Thats funny when I got my glock I kinda stopped wanting other guns...Im kinda surprised your not looking for another glock....saul good though because if I was going to get another gun, the px4 would be on the list to considder..good looking, appears very well made, has that crazy rotating barrel thing going on, fits great in your hand(or mine I should say)....I have never heard of them being anything but very accurate...people who buy them seem to really like them and I have hardly ever seen a used one for sale, so all things considdered its probably a great gun...


----------



## dondavis3 (Aug 2, 2009)

I'm thinking of getting another Beretta PX4 in sub compact.

I usually don't buy multiples of the same gun ( I like variety in my guns).

But the PX4 is that good.

:smt1099


----------



## cougartex (Jan 2, 2010)

dondavis3 said:


> I'm thinking of getting another Beretta PX4 in sub compact.
> 
> I usually don't buy multiples of the same gun ( I like variety in my guns).
> 
> ...


I have not shot the PX4 sc, but it does not use the rotating barrel like the full size PX4.

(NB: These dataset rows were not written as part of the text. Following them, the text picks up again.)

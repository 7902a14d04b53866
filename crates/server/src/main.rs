use std::net::SocketAddr;
use std::path::PathBuf;
use std::sync::Arc;

use anyhow::{Context, Result};
use tokio::signal;
use tokio::sync::broadcast;
use tracing::{error, info, warn};
use tracing_subscriber::{layer::SubscriberExt, util::SubscriberInitExt};

use filmzi_core::{
    create_ingest_system, create_user_system, load_config, reconcile_backlog, validate_config,
    CatalogStore, Ingester, JsonlHistory, SqliteCatalog, SqliteUserRegistry, UserRegistry,
};

use filmzi_server::api::create_router;
use filmzi_server::state::AppState;

#[tokio::main]
async fn main() {
    if let Err(e) = run().await {
        error!("Fatal error: {:#}", e);
        std::process::exit(1);
    }
}

async fn run() -> Result<()> {
    // Initialize logging
    tracing_subscriber::registry()
        .with(
            tracing_subscriber::EnvFilter::try_from_default_env()
                .unwrap_or_else(|_| "info,tower_http=debug".into()),
        )
        .with(tracing_subscriber::fmt::layer())
        .init();

    // Determine config path
    let config_path = std::env::var("FILMZI_CONFIG")
        .map(PathBuf::from)
        .unwrap_or_else(|_| PathBuf::from("config.toml"));

    // Load configuration
    info!("Loading configuration from {:?}", config_path);
    let config = load_config(&config_path)
        .with_context(|| format!("Failed to load config from {:?}", config_path))?;

    // Validate configuration
    validate_config(&config).context("Configuration validation failed")?;

    info!("Configuration loaded successfully");
    info!("Source channel: {}", config.channel.id);
    info!("Database path: {:?}", config.database.path);

    // Create SQLite catalog
    let catalog: Arc<dyn CatalogStore> = Arc::new(
        SqliteCatalog::new(&config.database.path).context("Failed to create catalog")?,
    );
    info!("Catalog initialized");

    // Create SQLite user registry
    let users: Arc<dyn UserRegistry> = Arc::new(
        SqliteUserRegistry::new(&config.database.path)
            .context("Failed to create user registry")?,
    );
    info!("User registry initialized");

    // Create user recording system
    let (recorder, user_writer) = create_user_system(Arc::clone(&users), config.users.queue_size);
    let user_writer_handle = tokio::spawn(user_writer.run());

    // Create live ingestion system
    let ingester = Arc::new(Ingester::new(Arc::clone(&catalog), config.channel.id));
    let (ingest_handle, ingest_worker) =
        create_ingest_system(Arc::clone(&ingester), config.ingest.queue_size);
    let (shutdown_tx, shutdown_rx) = broadcast::channel(1);
    let ingest_worker_handle = tokio::spawn(ingest_worker.run(shutdown_rx));

    // Reconcile the channel backlog alongside live ingestion
    let backfill_handle = match config.ingest.backlog_path.clone() {
        Some(path) => {
            let ingester = Arc::clone(&ingester);
            let window = config.ingest.backfill_window;
            let page_size = config.ingest.page_size;
            Some(tokio::spawn(async move {
                match JsonlHistory::open(&path).await {
                    Ok(history) => {
                        info!(path = ?path, messages = history.len(), "Backfill source opened");
                        let report = reconcile_backlog(&ingester, &history, window, page_size).await;
                        info!(
                            scanned = report.scanned,
                            stored = report.tally.stored,
                            completed = report.completed,
                            "Backfill finished"
                        );
                    }
                    Err(e) => warn!(path = ?path, "Backfill skipped: {}", e),
                }
            }))
        }
        None => {
            info!("No backlog configured, skipping backfill");
            None
        }
    };

    // Create app state
    let state = Arc::new(AppState::new(
        config.clone(),
        catalog,
        users,
        recorder,
        ingest_handle,
    ));

    // Create router
    let app = create_router(state);

    // Start server
    let addr = SocketAddr::new(config.server.host, config.server.port);
    info!("Starting server on {}", addr);

    let listener = tokio::net::TcpListener::bind(addr)
        .await
        .with_context(|| format!("Failed to bind to {}", addr))?;

    // Run server with graceful shutdown
    axum::serve(listener, app)
        .with_graceful_shutdown(shutdown_signal())
        .await
        .context("Server error")?;

    info!("Server shutting down...");

    // Stop an unfinished backfill; replaying it later is harmless.
    if let Some(handle) = backfill_handle {
        if !handle.is_finished() {
            warn!("Backfill still running, aborting");
            handle.abort();
        }
    }

    // Stop live ingestion; messages already queued are still stored.
    let _ = shutdown_tx.send(());
    match ingest_worker_handle.await {
        Ok(tally) => info!(
            stored = tally.stored,
            rejected = tally.rejected,
            dropped = tally.dropped,
            "Ingest worker stopped"
        ),
        Err(e) => error!("Ingest worker failed: {}", e),
    }

    // The router (and with it the last UserRecorder) is gone once serve
    // returns, so the writer drains and exits.
    let _ = user_writer_handle.await;
    info!("User writer stopped");

    Ok(())
}

/// Wait for shutdown signal (Ctrl+C or SIGTERM)
async fn shutdown_signal() {
    let ctrl_c = async {
        signal::ctrl_c()
            .await
            .expect("Failed to install Ctrl+C handler");
    };

    #[cfg(unix)]
    let terminate = async {
        signal::unix::signal(signal::unix::SignalKind::terminate())
            .expect("Failed to install SIGTERM handler")
            .recv()
            .await;
    };

    #[cfg(not(unix))]
    let terminate = std::future::pending::<()>();

    tokio::select! {
        _ = ctrl_c => {},
        _ = terminate => {},
    }
}
use axum::{
    middleware,
    routing::{get, post, put},
    Router,
};
use std::sync::Arc;
use tower_http::trace::TraceLayer;

use super::{catalog, handlers, messages, middleware::metrics_middleware, search, users};
use crate::state::AppState;

pub fn create_router(state: Arc<AppState>) -> Router {
    // API routes
    let api_routes = Router::new()
        // Channel listener
        .route("/messages", post(messages::push_message))
        // Search
        .route("/search", get(search::search))
        .route("/search/more", get(search::search_more))
        // Catalog
        .route("/catalog/stats", get(catalog::get_stats))
        .route("/catalog/recent", get(catalog::list_recent))
        .route("/catalog/titles/{title}", get(catalog::get_qualities))
        .route("/catalog/{id}", get(catalog::get_entry))
        // Users
        .route("/users/{id}", get(users::get_user))
        .route("/users/{id}", put(users::record_user))
        .route("/users/{id}/premium", put(users::set_premium))
        .route("/users/{id}/searches", get(users::list_searches))
        .route("/users/{id}/searches", post(users::record_search));

    Router::new()
        .nest("/api/v1", api_routes)
        .route("/metrics", get(handlers::metrics))
        .with_state(state)
        .layer(middleware::from_fn(metrics_middleware))
        .layer(TraceLayer::new_for_http())
}
//! User registry API handlers.
//!
//! Profile refreshes and search history writes are queued on the
//! [`UserRecorder`](filmzi_core::UserRecorder) and answered with 202 before
//! they reach storage. Reads and the premium flag go to the registry directly.

use std::sync::Arc;

use axum::{
    extract::{Path, Query, State},
    http::StatusCode,
    Json,
};
use filmzi_core::{ProfileUpdate, SearchRecord, UserError, UserProfile};
use serde::{Deserialize, Serialize};

use super::{AcceptedResponse, ErrorResponse};
use crate::state::AppState;

/// Maximum allowed limit for search history queries
const MAX_LIMIT: u32 = 100;

type ApiError = (StatusCode, Json<ErrorResponse>);

// ============================================================================
// Request/Response types
// ============================================================================

#[derive(Debug, Deserialize)]
pub struct PremiumBody {
    pub is_premium: bool,
}

#[derive(Debug, Deserialize)]
pub struct SearchBody {
    pub query: String,
}

#[derive(Debug, Deserialize)]
pub struct HistoryParams {
    #[serde(default = "default_limit")]
    pub limit: u32,
}

fn default_limit() -> u32 {
    20
}

#[derive(Debug, Serialize)]
pub struct SearchHistoryResponse {
    pub user_id: i64,
    pub searches: Vec<SearchRecord>,
}

fn user_error(e: UserError) -> ApiError {
    let status = match e {
        UserError::NotFound(_) => StatusCode::NOT_FOUND,
        _ => StatusCode::INTERNAL_SERVER_ERROR,
    };
    (status, Json(ErrorResponse::new(e.to_string())))
}

fn queue_full() -> ApiError {
    (
        StatusCode::SERVICE_UNAVAILABLE,
        Json(ErrorResponse::new("User event queue is unavailable")),
    )
}

// ============================================================================
// Handlers
// ============================================================================

/// PUT /api/v1/users/{id}
///
/// Record an interaction: create the user or refresh its profile.
pub async fn record_user(
    State(state): State<Arc<AppState>>,
    Path(user_id): Path<i64>,
    Json(profile): Json<ProfileUpdate>,
) -> Result<(StatusCode, Json<AcceptedResponse>), ApiError> {
    if !state.recorder().record_user(user_id, profile) {
        return Err(queue_full());
    }

    Ok((
        StatusCode::ACCEPTED,
        Json(AcceptedResponse {
            message: format!("Queued profile of user {}", user_id),
        }),
    ))
}

/// GET /api/v1/users/{id}
pub async fn get_user(
    State(state): State<Arc<AppState>>,
    Path(user_id): Path<i64>,
) -> Result<Json<UserProfile>, ApiError> {
    state.users().get(user_id).map(Json).map_err(user_error)
}

/// PUT /api/v1/users/{id}/premium
///
/// Set or clear the premium flag of a known user.
pub async fn set_premium(
    State(state): State<Arc<AppState>>,
    Path(user_id): Path<i64>,
    Json(body): Json<PremiumBody>,
) -> Result<Json<UserProfile>, ApiError> {
    let users = state.users();
    users
        .set_premium(user_id, body.is_premium)
        .map_err(user_error)?;
    users.get(user_id).map(Json).map_err(user_error)
}

/// POST /api/v1/users/{id}/searches
///
/// Append a query to the user's search history.
pub async fn record_search(
    State(state): State<Arc<AppState>>,
    Path(user_id): Path<i64>,
    Json(body): Json<SearchBody>,
) -> Result<(StatusCode, Json<AcceptedResponse>), ApiError> {
    if body.query.trim().is_empty() {
        return Err((
            StatusCode::BAD_REQUEST,
            Json(ErrorResponse::new("query must not be empty")),
        ));
    }
    if !state.recorder().record_search(user_id, body.query) {
        return Err(queue_full());
    }

    Ok((
        StatusCode::ACCEPTED,
        Json(AcceptedResponse {
            message: format!("Queued search of user {}", user_id),
        }),
    ))
}

/// GET /api/v1/users/{id}/searches?limit=
///
/// Most recent searches of a user, newest first.
pub async fn list_searches(
    State(state): State<Arc<AppState>>,
    Path(user_id): Path<i64>,
    Query(params): Query<HistoryParams>,
) -> Result<Json<SearchHistoryResponse>, ApiError> {
    let searches = state
        .users()
        .recent_searches(user_id, params.limit.min(MAX_LIMIT))
        .map_err(user_error)?;

    Ok(Json(SearchHistoryResponse { user_id, searches }))
}
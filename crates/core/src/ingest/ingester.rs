//! Per-message ingestion shared by live and backfill mode.

use std::sync::Arc;

use tracing::{debug, error, info};

use super::types::{ChannelMessage, FileDescriptor, IngestOutcome, IngestStage, RejectReason};
use crate::catalog::{CatalogEntry, CatalogStore, MessageRef, NewCatalogEntry};
use crate::extractor::{self, Extraction, Field};
use crate::metrics::INGEST_MESSAGES;

/// Turns channel messages into catalog rows.
///
/// Stateless apart from the store handle, so one instance is shared by the
/// live worker and the startup backfill. Replaying a message only overwrites
/// the row of its file.
pub struct Ingester {
    store: Arc<dyn CatalogStore>,
    channel_id: i64,
}

impl Ingester {
    pub fn new(store: Arc<dyn CatalogStore>, channel_id: i64) -> Self {
        Self { store, channel_id }
    }

    /// The source channel this ingester accepts messages from.
    pub fn channel_id(&self) -> i64 {
        self.channel_id
    }

    /// Run one message through the pipeline.
    ///
    /// Never fails: storage errors are logged and reported as
    /// [`IngestOutcome::Dropped`] so the caller can move on to the next message.
    pub fn ingest(&self, message: &ChannelMessage) -> IngestOutcome {
        let outcome = self.process(message);
        INGEST_MESSAGES.with_label_values(&[outcome.label()]).inc();
        outcome
    }

    /// Ingest a message and return the stored entry, if any.
    pub fn ingest_entry(&self, message: &ChannelMessage) -> Option<CatalogEntry> {
        match self.ingest(message) {
            IngestOutcome::Stored { id, .. } => self.store.get(id).ok(),
            _ => None,
        }
    }

    fn process(&self, message: &ChannelMessage) -> IngestOutcome {
        let msg_ref = MessageRef::new(message.chat_id, message.message_id);
        debug!(msg = %msg_ref, stage = %IngestStage::Received, "Processing channel message");

        if message.chat_id != self.channel_id {
            debug!(
                msg = %msg_ref,
                stage = %IngestStage::Rejected,
                "Message is not from the source channel"
            );
            return IngestOutcome::Rejected {
                reason: RejectReason::WrongChannel,
            };
        }

        let Some(descriptor) = FileDescriptor::from_message(message) else {
            debug!(msg = %msg_ref, stage = %IngestStage::Rejected, "Message carries no file");
            return IngestOutcome::Rejected {
                reason: RejectReason::NoFile,
            };
        };
        debug!(
            msg = %msg_ref,
            stage = %IngestStage::DescriptorExtracted,
            file_ref = %descriptor.file_ref
        );

        let extraction = extractor::extract(&descriptor.caption, descriptor.file_name.as_deref());
        debug!(
            msg = %msg_ref,
            stage = %IngestStage::MetadataExtracted,
            title = %extraction.title,
            method = ?extraction.method
        );

        let entry = match build_entry(&descriptor, &extraction, msg_ref) {
            Ok(entry) => entry,
            Err(e) => {
                error!(msg = %msg_ref, "Failed to build catalog entry: {}", e);
                return IngestOutcome::Dropped {
                    file_ref: descriptor.file_ref,
                    error: e.to_string(),
                };
            }
        };

        match self.store.upsert(&entry) {
            Ok(id) => {
                info!(
                    id,
                    stage = %IngestStage::Stored,
                    language = ?extraction.language,
                    "Indexed {} ({}) - {}",
                    extraction.title,
                    extraction.year,
                    extraction.quality
                );
                IngestOutcome::Stored {
                    id,
                    file_ref: descriptor.file_ref,
                }
            }
            Err(e) => {
                error!(
                    msg = %msg_ref,
                    file_ref = %descriptor.file_ref,
                    "Dropping message, catalog write failed: {}",
                    e
                );
                IngestOutcome::Dropped {
                    file_ref: descriptor.file_ref,
                    error: e.to_string(),
                }
            }
        }
    }
}

/// Map an extraction onto a catalog row.
///
/// A size declared in the caption wins over the transport size; the
/// transport size wins over the default label. Attachments without a
/// filename keep their caption in its place so they stay searchable.
fn build_entry(
    descriptor: &FileDescriptor,
    extraction: &Extraction,
    msg_ref: MessageRef,
) -> Result<NewCatalogEntry, crate::catalog::CatalogError> {
    let size_label = match descriptor.size_bytes {
        Some(bytes) if extraction.is_defaulted(Field::Size) => extractor::format_size(bytes),
        _ => extraction.size_label.clone(),
    };

    let file_name = descriptor
        .file_name
        .clone()
        .unwrap_or_else(|| descriptor.caption.trim().to_string());

    Ok(
        NewCatalogEntry::new(&descriptor.file_ref, &extraction.title, msg_ref)?
            .with_file_name(file_name)
            .with_year(Some(extraction.year))
            .with_quality(Some(extraction.quality.clone()))
            .with_size_label(size_label),
    )
}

The new PX4 Compact will use the rotating barrel. The Compact, according to Beretta, should be available in September.


----------



## dondavis3 (Aug 2, 2009)

I do not know if this is true or not.

But someone posted an answer to this question on another forum stating that the Beretta PX4 Sub Compact was going to be delivered starting in September of 2010 with a rotating barrel.

I'd sure like to know it that is true.

:smt1099


----------



## cougartex (Jan 2, 2010)

dondavis3 said:


> I do not know if this is true or not.
> 
> But someone posted an answer to this question on another forum stating that the Beretta PX4 Sub Compact was going to be delivered starting in September of 2010 with a rotating barrel.
> 
> ...


I think they may be talking about the PX4 Compact, not the PX4 sub-compact. I believe the barrel on the PX4 sub-compact is to short for a rotating barrel. The PX4 Compact will have a slightly longer barrel than the PX4SC.


----------



## kcdano (Dec 13, 2007)

I love my PX4 9mm, out of my 20 guns it would be one of the very last i would ever part with.


----------



## dondavis3 (Aug 2, 2009)

I bought the PX4 sub compact a couple of days ago.










I went to the range today and put 100 rounds down range.

I love this gun.

:smt1099


----------